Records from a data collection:
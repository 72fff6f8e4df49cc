//! Ethernet II framing.
//!
//! Drivers build outgoing frames with [`transmit_helper`] and feed received
//! frames to [`receive`], which filters on the destination address and hands
//! the payload to [`NetStack::dispatch_input`].

use alloc::vec::Vec;

use laplus_lib::klog_debug;

use crate::netdev::{DeviceFlags, DeviceInfo, DeviceType};
use crate::netstack::NetStack;
use crate::types::{DevIndex, MacAddr, NetError};

pub const ETHER_ADDR_LEN: usize = 6;
pub const ETHER_HDR_SIZE: usize = 14;
pub const ETHER_FRAME_SIZE_MIN: usize = 60;
pub const ETHER_FRAME_SIZE_MAX: usize = 1514;
pub const ETHER_PAYLOAD_SIZE_MIN: usize = ETHER_FRAME_SIZE_MIN - ETHER_HDR_SIZE;
pub const ETHER_PAYLOAD_SIZE_MAX: usize = ETHER_FRAME_SIZE_MAX - ETHER_HDR_SIZE;

/// Parsed Ethernet header.
#[derive(Clone, Copy, Debug, PartialEq, Eq)]
pub struct EtherHeader {
    pub dst: MacAddr,
    pub src: MacAddr,
    pub ether_type: u16,
}

impl EtherHeader {
    pub fn parse(frame: &[u8]) -> Option<Self> {
        if frame.len() < ETHER_HDR_SIZE {
            return None;
        }
        Some(Self {
            dst: MacAddr::from_slice(&frame[0..6])?,
            src: MacAddr::from_slice(&frame[6..12])?,
            ether_type: u16::from_be_bytes([frame[12], frame[13]]),
        })
    }
}

/// Fill in the link fields of an Ethernet device record.
pub fn ether_setup_helper(info: &mut DeviceInfo) {
    info.kind = DeviceType::Ethernet;
    info.mtu = ETHER_PAYLOAD_SIZE_MAX as u16;
    info.flags = DeviceFlags::BROADCAST | DeviceFlags::NEED_ARP;
    info.hlen = ETHER_HDR_SIZE as u16;
    info.alen = ETHER_ADDR_LEN as u16;
    info.broadcast[..ETHER_ADDR_LEN].copy_from_slice(MacAddr::BROADCAST.as_bytes());
}

/// Build a frame from `src` to `dst` and pass it to `emit`.
///
/// Payloads shorter than [`ETHER_PAYLOAD_SIZE_MIN`] are zero-padded.  `emit`
/// must report the whole frame as sent.  Returns the payload length.
pub fn transmit_helper<F>(
    src: MacAddr,
    ether_type: u16,
    payload: &[u8],
    dst: &[u8],
    emit: F,
) -> Result<usize, NetError>
where
    F: FnOnce(&[u8]) -> Result<usize, NetError>,
{
    let dst = MacAddr::from_slice(dst).ok_or(NetError::InvalidArgument)?;
    if payload.len() > ETHER_PAYLOAD_SIZE_MAX {
        return Err(NetError::MessageTooLong);
    }
    let flen = ETHER_HDR_SIZE + payload.len().max(ETHER_PAYLOAD_SIZE_MIN);
    let mut frame = Vec::with_capacity(flen);
    frame.extend_from_slice(dst.as_bytes());
    frame.extend_from_slice(src.as_bytes());
    frame.extend_from_slice(&ether_type.to_be_bytes());
    frame.extend_from_slice(payload);
    frame.resize(flen, 0);
    klog_debug!("ether: src={}, type=0x{:04x}, len={}", src, ether_type, flen);
    if emit(&frame)? != flen {
        return Err(NetError::NoBufferSpace);
    }
    Ok(payload.len())
}

/// Receive path for Ethernet drivers.
///
/// Frames addressed to neither `local` nor broadcast belong to another host
/// and are dropped.
pub fn receive(stack: &NetStack, dev: DevIndex, local: MacAddr, frame: &[u8]) {
    let Some(hdr) = EtherHeader::parse(frame) else {
        klog_debug!("ether: too short, dev={}, len={}", dev, frame.len());
        return;
    };
    if hdr.dst != local && !hdr.dst.is_broadcast() {
        return;
    }
    klog_debug!(
        "ether: dev={}, type=0x{:04x}, len={}",
        dev,
        hdr.ether_type,
        frame.len()
    );
    stack.dispatch_input(hdr.ether_type, &frame[ETHER_HDR_SIZE..], dev);
}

# [EXERCISE GOAL]
Please return every line of the records above that contains the word "flen".

# [SOLUTION TO THE PROBLEM]
    let flen = ETHER_HDR_SIZE + payload.len().max(ETHER_PAYLOAD_SIZE_MIN);
    let mut frame = Vec::with_capacity(flen);
    frame.resize(flen, 0);
    klog_debug!("ether: src={}, type=0x{:04x}, len={}", src, ether_type, flen);
    if emit(&frame)? != flen {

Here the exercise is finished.